[TASK BRIEF] Look below for the lines from the one with "Ok(applicant)" to the one with "permit(&user, Resource::Applicant, Action::Update)?;", and copy exactly those lines, both ends included.

=== Begin Enclosure ===

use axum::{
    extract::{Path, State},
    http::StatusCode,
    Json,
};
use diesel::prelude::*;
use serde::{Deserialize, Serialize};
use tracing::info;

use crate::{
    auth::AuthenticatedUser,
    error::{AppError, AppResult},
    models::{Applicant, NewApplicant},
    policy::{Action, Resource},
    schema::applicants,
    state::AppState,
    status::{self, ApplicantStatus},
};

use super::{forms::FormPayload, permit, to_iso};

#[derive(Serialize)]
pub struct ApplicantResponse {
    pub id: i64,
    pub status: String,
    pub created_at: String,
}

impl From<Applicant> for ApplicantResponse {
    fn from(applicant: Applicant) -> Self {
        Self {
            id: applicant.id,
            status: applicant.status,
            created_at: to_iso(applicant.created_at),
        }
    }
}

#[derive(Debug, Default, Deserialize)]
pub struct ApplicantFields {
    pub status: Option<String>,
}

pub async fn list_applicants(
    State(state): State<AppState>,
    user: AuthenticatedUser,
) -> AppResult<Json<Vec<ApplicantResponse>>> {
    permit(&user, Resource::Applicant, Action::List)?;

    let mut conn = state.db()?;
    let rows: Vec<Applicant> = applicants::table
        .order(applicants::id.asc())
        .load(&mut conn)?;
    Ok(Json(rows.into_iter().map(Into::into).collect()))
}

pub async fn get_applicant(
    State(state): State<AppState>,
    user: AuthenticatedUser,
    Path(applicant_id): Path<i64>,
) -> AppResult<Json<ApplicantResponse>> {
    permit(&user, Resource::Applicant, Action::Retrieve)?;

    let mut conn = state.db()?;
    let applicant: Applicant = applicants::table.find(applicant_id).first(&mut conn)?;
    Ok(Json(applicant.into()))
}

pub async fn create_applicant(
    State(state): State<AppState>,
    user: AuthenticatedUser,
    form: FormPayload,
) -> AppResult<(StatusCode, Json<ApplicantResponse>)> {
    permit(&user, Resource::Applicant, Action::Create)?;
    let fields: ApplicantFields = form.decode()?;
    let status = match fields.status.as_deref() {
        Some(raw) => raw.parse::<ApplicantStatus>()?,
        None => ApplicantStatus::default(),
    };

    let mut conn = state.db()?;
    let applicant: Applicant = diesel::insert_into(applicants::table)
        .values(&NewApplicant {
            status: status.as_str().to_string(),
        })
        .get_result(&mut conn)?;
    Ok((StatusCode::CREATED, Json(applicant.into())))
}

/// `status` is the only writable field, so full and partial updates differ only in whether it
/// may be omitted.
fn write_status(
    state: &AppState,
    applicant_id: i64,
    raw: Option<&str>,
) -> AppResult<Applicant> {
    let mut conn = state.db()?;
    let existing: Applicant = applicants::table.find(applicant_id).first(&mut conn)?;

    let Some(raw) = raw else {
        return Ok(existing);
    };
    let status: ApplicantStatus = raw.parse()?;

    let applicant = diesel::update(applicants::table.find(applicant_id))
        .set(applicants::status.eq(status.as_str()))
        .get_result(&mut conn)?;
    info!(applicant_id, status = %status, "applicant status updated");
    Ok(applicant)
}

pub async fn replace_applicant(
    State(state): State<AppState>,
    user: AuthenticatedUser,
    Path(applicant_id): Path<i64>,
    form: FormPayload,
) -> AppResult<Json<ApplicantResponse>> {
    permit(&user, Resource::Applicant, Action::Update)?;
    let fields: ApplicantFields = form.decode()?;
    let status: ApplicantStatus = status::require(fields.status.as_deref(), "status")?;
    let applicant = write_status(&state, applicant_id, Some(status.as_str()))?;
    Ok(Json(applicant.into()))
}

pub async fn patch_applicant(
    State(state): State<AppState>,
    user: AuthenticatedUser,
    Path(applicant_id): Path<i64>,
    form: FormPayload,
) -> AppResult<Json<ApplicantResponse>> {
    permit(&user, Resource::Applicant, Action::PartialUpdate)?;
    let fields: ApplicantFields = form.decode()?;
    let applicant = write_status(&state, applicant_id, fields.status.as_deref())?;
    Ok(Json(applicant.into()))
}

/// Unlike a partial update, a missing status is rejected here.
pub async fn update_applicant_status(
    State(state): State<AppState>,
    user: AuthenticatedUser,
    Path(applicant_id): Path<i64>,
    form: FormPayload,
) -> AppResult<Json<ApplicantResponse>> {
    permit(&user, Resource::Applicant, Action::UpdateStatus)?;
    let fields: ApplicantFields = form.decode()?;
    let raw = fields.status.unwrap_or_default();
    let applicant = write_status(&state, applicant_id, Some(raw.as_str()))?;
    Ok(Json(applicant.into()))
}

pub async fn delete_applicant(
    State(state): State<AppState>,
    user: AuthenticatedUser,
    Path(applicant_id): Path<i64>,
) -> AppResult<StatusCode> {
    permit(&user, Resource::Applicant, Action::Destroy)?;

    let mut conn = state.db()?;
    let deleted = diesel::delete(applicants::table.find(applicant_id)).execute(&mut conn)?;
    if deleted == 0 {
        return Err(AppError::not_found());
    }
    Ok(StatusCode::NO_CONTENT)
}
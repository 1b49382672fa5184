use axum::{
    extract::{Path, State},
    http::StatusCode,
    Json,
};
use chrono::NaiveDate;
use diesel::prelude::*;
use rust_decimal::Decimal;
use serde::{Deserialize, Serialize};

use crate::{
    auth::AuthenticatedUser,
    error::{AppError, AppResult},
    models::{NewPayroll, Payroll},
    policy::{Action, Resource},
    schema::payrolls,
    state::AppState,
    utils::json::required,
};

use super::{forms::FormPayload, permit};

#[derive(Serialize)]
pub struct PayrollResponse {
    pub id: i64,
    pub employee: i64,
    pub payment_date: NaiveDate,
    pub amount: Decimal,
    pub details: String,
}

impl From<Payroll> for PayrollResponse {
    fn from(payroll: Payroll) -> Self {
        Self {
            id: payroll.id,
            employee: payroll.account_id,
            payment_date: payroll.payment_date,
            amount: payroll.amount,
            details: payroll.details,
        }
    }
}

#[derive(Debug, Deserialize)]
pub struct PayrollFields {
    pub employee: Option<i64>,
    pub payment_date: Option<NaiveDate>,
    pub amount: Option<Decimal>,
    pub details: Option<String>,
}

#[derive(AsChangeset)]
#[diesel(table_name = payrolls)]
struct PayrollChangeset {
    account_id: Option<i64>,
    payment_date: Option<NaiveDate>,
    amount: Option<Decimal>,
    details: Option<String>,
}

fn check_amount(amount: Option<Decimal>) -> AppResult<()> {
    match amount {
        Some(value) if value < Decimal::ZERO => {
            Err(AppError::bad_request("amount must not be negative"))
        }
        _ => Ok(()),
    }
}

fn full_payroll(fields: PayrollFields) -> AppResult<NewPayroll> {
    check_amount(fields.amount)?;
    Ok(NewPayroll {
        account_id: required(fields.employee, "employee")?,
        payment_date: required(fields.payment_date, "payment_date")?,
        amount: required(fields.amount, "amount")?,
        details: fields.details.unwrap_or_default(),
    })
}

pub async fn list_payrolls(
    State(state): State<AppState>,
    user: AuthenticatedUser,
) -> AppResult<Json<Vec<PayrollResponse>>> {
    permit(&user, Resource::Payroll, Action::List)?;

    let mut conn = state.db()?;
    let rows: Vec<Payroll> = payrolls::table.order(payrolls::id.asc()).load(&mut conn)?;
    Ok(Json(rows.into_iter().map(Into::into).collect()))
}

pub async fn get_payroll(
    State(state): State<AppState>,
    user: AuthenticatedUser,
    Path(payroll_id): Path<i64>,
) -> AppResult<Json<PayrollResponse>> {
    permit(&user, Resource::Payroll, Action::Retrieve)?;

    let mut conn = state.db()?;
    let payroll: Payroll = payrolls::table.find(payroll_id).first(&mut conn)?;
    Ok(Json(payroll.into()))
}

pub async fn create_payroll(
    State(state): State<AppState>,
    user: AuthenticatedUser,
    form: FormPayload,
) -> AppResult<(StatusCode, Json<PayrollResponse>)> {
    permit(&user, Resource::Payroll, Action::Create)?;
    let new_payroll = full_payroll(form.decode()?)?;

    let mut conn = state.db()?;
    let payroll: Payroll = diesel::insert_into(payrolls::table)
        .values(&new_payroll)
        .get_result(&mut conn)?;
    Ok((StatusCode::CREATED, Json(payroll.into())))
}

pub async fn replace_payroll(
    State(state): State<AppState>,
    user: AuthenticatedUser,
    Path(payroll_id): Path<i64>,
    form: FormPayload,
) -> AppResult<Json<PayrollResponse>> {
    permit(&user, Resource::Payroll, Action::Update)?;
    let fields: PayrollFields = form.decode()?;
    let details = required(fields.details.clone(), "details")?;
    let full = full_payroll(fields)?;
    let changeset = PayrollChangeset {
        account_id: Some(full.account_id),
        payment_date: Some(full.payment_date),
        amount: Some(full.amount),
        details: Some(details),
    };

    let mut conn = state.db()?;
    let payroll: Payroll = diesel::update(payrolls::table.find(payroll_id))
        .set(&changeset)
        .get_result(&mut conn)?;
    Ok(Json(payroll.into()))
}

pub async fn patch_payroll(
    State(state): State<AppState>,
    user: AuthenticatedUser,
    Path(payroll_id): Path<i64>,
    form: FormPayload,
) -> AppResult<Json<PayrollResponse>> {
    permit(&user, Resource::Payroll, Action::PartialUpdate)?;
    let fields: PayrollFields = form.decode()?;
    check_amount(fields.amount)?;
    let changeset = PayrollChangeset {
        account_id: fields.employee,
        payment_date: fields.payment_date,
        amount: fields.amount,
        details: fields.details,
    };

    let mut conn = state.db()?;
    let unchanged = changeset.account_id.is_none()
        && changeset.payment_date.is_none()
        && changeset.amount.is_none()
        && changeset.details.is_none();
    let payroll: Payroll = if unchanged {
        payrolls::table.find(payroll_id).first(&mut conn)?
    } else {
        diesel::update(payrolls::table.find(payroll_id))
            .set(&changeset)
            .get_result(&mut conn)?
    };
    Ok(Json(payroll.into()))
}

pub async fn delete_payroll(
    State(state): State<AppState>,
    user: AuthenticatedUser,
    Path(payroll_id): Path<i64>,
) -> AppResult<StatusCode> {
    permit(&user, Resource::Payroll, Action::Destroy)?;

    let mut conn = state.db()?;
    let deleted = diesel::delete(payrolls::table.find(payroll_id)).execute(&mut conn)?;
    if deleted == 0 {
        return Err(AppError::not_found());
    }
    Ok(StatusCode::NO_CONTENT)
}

=== End Enclosure ===

[TASK RESULT]
    Ok(applicant)
}

pub async fn replace_applicant(
    State(state): State<AppState>,
    user: AuthenticatedUser,
    Path(applicant_id): Path<i64>,
    form: FormPayload,
) -> AppResult<Json<ApplicantResponse>> {
    permit(&user, Resource::Applicant, Action::Update)?;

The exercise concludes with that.